* [What needs to be done] Please report how many lines of the following entries hold the word "AchievementTracker", giving the number alone.

(Stored data entries)
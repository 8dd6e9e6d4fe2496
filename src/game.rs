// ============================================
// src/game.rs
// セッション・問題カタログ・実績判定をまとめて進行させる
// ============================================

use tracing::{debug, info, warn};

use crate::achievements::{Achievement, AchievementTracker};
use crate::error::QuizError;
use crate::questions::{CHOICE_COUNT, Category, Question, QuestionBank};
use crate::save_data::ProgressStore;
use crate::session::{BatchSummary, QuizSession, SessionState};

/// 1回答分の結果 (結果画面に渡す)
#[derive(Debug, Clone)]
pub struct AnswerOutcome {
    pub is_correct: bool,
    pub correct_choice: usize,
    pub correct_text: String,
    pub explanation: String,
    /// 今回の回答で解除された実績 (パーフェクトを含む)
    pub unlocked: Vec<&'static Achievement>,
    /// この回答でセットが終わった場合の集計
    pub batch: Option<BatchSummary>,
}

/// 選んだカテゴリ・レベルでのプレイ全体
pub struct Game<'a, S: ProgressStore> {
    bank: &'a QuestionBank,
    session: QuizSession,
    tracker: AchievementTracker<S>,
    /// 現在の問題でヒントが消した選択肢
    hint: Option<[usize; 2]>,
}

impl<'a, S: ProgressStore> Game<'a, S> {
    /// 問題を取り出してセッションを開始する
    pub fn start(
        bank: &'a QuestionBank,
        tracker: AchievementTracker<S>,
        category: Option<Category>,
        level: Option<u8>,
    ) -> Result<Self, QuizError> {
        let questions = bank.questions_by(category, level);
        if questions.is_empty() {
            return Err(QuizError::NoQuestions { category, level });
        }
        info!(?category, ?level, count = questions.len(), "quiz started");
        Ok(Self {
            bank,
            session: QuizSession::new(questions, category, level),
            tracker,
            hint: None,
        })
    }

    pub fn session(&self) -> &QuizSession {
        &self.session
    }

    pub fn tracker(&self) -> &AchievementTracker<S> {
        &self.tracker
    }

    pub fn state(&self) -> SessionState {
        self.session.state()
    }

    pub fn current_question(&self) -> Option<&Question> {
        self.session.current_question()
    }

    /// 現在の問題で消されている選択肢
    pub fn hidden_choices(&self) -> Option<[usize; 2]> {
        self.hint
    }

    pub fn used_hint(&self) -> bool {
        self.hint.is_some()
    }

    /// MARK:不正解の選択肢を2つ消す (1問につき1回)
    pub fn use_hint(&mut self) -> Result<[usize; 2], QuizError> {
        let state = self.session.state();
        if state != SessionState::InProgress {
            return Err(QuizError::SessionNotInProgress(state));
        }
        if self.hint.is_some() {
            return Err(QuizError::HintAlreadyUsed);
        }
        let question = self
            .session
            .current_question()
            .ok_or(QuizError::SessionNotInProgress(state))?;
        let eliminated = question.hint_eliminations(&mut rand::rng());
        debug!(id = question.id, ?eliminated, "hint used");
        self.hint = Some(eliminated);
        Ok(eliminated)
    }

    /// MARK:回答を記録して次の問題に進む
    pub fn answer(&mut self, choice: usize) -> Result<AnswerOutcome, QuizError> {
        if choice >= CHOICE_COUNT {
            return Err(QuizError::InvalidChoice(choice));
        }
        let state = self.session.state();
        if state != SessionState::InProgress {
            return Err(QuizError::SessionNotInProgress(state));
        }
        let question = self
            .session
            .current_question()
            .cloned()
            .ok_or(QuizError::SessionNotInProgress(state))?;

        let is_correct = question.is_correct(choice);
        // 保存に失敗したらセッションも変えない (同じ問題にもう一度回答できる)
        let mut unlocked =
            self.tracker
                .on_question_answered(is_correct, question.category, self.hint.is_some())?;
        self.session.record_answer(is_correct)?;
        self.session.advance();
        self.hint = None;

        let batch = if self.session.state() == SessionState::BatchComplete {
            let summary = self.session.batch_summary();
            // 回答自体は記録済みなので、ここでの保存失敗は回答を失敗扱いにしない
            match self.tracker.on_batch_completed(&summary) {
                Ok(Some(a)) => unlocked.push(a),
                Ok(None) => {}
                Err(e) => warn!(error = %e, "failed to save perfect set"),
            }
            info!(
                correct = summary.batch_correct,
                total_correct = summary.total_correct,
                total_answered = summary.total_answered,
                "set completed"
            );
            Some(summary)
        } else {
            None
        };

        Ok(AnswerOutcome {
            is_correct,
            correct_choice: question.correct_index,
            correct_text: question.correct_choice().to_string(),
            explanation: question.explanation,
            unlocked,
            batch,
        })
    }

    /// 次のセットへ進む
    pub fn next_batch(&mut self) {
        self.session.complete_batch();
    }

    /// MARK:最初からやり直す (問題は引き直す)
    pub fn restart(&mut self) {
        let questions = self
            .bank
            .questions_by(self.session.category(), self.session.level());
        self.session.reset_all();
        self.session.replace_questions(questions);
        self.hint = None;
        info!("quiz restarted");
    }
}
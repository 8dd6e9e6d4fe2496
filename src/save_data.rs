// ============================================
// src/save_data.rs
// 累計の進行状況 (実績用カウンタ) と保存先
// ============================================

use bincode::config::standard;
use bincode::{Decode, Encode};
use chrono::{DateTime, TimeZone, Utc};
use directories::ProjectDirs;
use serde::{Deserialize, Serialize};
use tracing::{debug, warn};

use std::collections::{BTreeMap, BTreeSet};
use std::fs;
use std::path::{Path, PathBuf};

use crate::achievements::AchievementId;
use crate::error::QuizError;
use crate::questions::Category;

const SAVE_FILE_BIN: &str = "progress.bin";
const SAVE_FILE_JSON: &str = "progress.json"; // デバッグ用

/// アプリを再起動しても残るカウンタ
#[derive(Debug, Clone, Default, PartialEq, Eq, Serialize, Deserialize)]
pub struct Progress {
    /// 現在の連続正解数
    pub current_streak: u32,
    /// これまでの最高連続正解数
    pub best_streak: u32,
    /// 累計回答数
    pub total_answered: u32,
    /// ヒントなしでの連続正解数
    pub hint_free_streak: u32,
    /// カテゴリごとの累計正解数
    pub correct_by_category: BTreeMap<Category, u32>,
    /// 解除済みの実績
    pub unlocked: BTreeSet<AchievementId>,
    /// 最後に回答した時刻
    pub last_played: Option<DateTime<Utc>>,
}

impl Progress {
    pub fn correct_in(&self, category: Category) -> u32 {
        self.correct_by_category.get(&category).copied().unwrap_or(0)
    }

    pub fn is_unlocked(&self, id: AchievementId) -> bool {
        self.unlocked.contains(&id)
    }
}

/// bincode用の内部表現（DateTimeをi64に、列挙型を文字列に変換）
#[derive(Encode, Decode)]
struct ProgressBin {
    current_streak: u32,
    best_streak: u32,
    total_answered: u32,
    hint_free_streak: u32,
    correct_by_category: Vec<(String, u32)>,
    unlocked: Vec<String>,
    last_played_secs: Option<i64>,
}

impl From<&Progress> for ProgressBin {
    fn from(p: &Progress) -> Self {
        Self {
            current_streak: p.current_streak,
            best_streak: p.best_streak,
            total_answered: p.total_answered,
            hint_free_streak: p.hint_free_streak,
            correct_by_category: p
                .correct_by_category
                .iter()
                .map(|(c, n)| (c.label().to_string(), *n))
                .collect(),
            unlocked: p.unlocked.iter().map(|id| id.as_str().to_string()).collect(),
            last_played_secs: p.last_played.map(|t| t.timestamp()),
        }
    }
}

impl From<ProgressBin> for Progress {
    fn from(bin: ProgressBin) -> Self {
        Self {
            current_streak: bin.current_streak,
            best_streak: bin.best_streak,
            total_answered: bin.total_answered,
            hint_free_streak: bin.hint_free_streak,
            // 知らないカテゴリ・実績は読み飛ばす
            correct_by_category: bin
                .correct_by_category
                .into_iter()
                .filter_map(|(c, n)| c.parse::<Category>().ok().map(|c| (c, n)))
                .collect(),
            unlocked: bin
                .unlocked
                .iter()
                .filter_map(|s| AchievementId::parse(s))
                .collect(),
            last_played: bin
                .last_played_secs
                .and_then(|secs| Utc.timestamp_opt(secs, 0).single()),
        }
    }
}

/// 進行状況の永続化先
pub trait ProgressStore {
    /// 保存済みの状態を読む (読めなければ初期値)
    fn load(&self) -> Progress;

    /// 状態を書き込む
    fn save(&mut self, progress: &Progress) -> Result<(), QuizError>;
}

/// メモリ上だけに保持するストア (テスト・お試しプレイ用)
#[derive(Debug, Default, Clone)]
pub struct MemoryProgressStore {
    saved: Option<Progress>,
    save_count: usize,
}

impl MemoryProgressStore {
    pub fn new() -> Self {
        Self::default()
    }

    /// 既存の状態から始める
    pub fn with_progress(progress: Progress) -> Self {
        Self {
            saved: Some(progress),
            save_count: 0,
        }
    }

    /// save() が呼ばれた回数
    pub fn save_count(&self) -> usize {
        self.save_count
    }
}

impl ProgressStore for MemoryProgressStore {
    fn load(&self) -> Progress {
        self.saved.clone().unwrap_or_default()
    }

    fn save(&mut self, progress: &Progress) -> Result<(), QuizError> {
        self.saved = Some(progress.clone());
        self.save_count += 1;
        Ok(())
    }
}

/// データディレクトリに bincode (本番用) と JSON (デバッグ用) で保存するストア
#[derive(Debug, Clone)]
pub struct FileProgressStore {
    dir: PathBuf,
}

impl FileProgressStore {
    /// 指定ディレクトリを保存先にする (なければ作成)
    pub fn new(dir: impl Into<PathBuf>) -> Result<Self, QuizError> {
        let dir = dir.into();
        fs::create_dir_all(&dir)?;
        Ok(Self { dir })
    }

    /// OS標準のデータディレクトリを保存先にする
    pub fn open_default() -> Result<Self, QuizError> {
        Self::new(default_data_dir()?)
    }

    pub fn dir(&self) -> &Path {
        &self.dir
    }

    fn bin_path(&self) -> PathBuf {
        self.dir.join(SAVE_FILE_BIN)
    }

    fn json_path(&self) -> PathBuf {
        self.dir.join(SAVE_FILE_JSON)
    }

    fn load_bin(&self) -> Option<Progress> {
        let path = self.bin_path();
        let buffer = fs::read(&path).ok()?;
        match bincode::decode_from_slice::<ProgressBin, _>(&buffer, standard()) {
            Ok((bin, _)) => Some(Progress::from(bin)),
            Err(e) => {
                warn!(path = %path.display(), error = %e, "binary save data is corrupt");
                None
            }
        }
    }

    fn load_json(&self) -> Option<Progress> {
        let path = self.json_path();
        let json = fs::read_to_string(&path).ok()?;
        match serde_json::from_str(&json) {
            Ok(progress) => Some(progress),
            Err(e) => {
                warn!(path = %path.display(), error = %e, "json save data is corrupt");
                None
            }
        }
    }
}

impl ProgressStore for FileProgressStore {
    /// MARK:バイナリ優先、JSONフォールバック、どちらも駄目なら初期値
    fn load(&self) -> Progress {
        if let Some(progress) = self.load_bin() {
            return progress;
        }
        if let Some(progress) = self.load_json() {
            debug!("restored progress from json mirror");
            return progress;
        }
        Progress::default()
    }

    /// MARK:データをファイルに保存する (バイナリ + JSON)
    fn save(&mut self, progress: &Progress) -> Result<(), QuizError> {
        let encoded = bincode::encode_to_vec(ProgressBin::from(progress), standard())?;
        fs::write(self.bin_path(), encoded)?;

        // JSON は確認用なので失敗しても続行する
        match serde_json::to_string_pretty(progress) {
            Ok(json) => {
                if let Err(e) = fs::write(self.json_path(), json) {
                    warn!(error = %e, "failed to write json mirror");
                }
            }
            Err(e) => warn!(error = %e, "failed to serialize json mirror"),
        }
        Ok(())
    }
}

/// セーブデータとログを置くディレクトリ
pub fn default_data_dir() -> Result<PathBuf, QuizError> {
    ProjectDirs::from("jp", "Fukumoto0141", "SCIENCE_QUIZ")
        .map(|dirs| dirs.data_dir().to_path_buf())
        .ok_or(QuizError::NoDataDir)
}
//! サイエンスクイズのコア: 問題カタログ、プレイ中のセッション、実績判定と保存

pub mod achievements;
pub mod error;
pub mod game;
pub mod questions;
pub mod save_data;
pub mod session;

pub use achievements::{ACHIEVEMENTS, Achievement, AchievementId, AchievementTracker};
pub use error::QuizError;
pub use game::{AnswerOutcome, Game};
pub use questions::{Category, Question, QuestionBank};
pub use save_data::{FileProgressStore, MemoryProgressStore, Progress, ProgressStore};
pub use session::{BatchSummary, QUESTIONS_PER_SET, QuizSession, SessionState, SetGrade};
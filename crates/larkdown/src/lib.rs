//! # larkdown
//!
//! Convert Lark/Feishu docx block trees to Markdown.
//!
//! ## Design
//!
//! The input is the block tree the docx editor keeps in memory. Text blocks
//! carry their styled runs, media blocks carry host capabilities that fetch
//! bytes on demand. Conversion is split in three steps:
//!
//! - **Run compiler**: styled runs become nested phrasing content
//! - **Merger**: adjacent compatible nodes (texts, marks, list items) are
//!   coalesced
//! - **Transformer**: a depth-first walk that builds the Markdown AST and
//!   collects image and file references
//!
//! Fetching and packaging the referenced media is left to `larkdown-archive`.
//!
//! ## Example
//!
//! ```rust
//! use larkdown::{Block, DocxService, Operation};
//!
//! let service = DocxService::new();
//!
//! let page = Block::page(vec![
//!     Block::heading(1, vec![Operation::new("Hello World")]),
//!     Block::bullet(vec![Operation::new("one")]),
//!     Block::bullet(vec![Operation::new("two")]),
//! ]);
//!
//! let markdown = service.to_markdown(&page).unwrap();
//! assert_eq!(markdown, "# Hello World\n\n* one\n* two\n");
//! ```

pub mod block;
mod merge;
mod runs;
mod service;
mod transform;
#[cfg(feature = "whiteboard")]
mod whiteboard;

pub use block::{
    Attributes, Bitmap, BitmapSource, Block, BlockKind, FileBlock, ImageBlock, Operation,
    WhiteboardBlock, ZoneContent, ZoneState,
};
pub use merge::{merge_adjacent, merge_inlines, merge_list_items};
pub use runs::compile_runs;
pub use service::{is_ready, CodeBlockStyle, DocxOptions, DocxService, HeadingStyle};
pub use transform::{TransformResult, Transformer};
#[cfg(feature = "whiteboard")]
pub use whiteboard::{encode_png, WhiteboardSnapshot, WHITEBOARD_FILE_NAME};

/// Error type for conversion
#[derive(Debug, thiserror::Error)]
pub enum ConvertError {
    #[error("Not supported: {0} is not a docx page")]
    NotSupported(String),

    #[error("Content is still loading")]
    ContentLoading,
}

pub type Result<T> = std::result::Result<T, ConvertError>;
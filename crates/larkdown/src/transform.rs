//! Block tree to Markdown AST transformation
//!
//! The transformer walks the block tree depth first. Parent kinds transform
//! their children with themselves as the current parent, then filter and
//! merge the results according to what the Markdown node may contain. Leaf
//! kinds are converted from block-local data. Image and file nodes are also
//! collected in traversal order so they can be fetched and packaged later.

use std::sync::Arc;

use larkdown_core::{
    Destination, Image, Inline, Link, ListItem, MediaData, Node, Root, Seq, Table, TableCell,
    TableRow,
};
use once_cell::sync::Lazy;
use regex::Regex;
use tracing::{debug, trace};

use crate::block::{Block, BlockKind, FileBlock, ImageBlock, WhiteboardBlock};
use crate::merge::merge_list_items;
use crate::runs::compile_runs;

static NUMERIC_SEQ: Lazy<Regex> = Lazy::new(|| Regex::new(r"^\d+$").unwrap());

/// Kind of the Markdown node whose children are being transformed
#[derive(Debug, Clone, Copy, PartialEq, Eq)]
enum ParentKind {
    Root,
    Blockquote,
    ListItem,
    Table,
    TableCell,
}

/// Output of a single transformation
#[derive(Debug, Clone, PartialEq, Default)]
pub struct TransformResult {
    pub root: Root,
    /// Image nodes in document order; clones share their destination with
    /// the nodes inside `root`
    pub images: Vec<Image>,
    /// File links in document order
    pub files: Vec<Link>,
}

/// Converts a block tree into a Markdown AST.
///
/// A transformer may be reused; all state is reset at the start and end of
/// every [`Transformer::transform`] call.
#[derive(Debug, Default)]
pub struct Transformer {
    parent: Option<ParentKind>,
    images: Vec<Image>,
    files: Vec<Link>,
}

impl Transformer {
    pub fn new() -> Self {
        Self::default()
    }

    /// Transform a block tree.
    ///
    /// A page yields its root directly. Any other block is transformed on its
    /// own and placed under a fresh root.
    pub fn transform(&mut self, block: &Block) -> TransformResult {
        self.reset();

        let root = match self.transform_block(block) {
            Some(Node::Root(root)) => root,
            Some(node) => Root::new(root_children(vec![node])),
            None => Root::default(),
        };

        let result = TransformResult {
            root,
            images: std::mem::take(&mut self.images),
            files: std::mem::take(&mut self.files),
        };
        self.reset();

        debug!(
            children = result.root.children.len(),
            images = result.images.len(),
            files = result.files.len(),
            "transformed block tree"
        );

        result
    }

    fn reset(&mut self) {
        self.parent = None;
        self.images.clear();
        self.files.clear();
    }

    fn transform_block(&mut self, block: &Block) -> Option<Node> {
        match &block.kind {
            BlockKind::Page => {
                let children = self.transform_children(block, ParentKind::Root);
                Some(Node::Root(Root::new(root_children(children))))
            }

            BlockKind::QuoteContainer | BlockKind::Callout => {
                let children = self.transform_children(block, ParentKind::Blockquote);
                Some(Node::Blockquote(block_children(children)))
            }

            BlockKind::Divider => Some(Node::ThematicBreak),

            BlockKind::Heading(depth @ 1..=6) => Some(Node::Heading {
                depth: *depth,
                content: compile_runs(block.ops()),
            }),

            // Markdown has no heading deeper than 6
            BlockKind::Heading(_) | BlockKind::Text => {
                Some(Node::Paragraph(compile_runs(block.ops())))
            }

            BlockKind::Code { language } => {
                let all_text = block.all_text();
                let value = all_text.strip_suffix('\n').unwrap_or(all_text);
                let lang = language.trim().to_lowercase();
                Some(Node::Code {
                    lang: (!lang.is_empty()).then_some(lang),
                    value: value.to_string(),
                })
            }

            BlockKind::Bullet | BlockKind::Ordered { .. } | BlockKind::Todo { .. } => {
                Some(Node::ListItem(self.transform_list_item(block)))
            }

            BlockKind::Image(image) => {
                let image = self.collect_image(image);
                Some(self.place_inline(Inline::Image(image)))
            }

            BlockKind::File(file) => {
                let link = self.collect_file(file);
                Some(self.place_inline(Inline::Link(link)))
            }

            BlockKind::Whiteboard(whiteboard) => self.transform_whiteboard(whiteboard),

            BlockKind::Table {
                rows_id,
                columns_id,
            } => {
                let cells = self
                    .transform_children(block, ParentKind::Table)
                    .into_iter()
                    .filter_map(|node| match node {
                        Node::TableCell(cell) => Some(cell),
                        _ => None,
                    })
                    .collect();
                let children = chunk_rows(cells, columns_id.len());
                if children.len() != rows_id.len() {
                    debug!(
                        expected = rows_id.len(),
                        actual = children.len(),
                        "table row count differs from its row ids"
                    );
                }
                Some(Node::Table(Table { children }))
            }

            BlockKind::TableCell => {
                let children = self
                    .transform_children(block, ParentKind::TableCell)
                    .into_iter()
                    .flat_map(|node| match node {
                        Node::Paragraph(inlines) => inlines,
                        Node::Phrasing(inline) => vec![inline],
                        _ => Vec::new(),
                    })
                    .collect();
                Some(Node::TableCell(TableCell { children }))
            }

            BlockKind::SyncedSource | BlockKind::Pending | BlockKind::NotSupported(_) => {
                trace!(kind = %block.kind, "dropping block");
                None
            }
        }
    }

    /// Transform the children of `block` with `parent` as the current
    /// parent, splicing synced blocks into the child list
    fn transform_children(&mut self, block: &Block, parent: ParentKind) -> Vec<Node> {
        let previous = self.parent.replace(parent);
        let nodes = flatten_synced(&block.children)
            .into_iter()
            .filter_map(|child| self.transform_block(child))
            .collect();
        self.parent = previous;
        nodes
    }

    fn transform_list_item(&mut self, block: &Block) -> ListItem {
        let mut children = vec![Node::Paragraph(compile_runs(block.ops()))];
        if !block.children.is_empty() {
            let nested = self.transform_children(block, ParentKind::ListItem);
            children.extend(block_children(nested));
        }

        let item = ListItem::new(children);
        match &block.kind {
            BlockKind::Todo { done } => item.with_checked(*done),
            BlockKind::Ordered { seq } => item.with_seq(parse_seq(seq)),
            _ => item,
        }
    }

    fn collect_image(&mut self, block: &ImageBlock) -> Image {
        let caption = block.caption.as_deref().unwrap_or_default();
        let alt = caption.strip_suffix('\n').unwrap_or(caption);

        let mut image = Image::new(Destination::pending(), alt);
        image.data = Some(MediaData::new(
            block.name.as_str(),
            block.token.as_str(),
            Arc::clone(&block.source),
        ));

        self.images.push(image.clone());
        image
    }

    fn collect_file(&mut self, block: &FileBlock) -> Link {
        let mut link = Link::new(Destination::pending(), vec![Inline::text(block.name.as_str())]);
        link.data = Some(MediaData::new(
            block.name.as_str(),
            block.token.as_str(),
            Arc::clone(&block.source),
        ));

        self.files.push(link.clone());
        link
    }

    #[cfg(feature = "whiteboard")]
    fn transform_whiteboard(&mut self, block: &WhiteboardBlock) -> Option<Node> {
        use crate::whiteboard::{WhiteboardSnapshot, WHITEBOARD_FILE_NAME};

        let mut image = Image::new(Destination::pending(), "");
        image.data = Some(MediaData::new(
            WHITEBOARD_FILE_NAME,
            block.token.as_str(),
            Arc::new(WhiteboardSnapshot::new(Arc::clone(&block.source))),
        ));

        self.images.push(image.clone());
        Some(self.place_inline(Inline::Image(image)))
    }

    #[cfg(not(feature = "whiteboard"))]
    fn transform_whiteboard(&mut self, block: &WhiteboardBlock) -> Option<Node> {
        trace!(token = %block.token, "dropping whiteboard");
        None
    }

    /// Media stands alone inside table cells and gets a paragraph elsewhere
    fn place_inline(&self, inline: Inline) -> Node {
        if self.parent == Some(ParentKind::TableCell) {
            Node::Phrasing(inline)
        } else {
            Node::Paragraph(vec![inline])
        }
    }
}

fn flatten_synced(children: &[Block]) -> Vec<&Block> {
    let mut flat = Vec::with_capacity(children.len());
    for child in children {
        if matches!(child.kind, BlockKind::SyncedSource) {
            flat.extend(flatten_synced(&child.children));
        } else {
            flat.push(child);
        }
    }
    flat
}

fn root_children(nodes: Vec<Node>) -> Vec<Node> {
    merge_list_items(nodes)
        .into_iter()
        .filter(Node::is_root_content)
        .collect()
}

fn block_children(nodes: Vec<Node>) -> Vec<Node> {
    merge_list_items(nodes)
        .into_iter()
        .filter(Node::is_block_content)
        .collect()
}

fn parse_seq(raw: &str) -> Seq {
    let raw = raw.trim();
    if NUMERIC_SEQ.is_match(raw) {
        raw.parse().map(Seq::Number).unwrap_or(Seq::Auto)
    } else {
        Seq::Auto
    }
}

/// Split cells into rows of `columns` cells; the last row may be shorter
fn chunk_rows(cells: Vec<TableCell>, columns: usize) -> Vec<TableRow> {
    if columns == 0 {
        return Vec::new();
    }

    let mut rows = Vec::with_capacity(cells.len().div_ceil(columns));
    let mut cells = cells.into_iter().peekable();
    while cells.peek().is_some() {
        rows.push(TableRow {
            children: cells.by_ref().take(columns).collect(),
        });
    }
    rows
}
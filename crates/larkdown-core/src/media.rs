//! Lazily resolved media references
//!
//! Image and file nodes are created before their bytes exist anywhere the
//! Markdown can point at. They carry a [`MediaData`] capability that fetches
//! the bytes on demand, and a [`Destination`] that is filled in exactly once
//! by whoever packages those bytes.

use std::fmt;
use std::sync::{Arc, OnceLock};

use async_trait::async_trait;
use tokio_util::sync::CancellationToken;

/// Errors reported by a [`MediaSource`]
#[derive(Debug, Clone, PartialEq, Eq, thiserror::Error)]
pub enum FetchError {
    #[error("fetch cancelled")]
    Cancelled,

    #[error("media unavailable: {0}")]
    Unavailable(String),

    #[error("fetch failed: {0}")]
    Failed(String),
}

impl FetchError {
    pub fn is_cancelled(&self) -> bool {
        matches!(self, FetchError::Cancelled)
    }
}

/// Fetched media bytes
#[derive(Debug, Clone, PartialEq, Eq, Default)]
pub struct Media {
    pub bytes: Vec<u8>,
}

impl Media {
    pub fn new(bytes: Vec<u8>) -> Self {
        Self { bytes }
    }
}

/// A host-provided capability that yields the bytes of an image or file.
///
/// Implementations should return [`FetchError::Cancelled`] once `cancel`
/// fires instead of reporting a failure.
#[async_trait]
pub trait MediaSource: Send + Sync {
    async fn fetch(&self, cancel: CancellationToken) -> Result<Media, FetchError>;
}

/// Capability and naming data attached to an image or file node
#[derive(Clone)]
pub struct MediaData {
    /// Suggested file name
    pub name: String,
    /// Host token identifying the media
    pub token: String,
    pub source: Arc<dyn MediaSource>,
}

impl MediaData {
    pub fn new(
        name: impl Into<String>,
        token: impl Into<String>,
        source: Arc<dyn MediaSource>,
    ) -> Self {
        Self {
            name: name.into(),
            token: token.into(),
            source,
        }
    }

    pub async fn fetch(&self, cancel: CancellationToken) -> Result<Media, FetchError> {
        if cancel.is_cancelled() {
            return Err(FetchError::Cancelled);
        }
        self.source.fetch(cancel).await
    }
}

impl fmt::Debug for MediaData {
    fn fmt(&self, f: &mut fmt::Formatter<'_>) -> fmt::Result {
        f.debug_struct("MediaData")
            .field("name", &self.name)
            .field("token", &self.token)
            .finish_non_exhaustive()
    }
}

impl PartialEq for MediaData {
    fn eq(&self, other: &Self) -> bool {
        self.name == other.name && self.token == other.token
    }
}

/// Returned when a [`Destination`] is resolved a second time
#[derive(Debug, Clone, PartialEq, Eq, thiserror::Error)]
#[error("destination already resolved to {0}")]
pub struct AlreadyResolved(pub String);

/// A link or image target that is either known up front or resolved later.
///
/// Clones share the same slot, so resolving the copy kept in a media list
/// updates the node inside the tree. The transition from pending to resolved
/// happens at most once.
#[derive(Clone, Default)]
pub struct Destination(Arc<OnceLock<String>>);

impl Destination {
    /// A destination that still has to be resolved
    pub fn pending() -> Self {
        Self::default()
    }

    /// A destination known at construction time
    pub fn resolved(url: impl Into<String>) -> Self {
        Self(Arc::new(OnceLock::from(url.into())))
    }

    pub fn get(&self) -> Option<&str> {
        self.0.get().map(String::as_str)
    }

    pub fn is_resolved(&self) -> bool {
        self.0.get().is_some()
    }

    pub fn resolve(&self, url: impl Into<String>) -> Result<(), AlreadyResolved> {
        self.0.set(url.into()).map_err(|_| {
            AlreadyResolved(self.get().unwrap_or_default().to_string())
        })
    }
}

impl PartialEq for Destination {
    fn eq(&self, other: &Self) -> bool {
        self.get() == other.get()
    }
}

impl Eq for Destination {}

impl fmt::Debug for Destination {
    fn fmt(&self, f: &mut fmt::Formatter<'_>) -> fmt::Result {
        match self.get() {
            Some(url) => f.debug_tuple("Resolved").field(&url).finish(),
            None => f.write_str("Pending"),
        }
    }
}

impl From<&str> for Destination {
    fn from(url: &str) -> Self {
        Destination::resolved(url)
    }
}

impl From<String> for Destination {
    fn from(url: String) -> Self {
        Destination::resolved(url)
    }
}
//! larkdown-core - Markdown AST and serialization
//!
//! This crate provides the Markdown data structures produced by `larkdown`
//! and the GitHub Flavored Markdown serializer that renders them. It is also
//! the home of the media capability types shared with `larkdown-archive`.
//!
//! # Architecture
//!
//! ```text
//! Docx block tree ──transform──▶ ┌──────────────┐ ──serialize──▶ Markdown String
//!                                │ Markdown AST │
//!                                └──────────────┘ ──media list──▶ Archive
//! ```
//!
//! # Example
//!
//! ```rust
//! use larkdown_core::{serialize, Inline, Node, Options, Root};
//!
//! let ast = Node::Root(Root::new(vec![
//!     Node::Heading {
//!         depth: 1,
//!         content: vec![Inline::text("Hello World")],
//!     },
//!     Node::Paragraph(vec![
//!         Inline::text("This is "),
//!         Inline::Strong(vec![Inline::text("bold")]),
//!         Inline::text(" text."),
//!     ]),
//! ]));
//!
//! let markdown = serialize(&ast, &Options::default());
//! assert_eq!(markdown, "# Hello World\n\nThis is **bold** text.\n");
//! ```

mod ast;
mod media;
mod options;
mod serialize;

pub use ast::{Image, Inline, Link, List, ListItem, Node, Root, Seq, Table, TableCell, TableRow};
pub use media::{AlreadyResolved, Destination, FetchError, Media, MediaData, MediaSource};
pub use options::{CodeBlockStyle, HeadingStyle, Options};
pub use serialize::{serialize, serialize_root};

* [Solution for this exercise] 5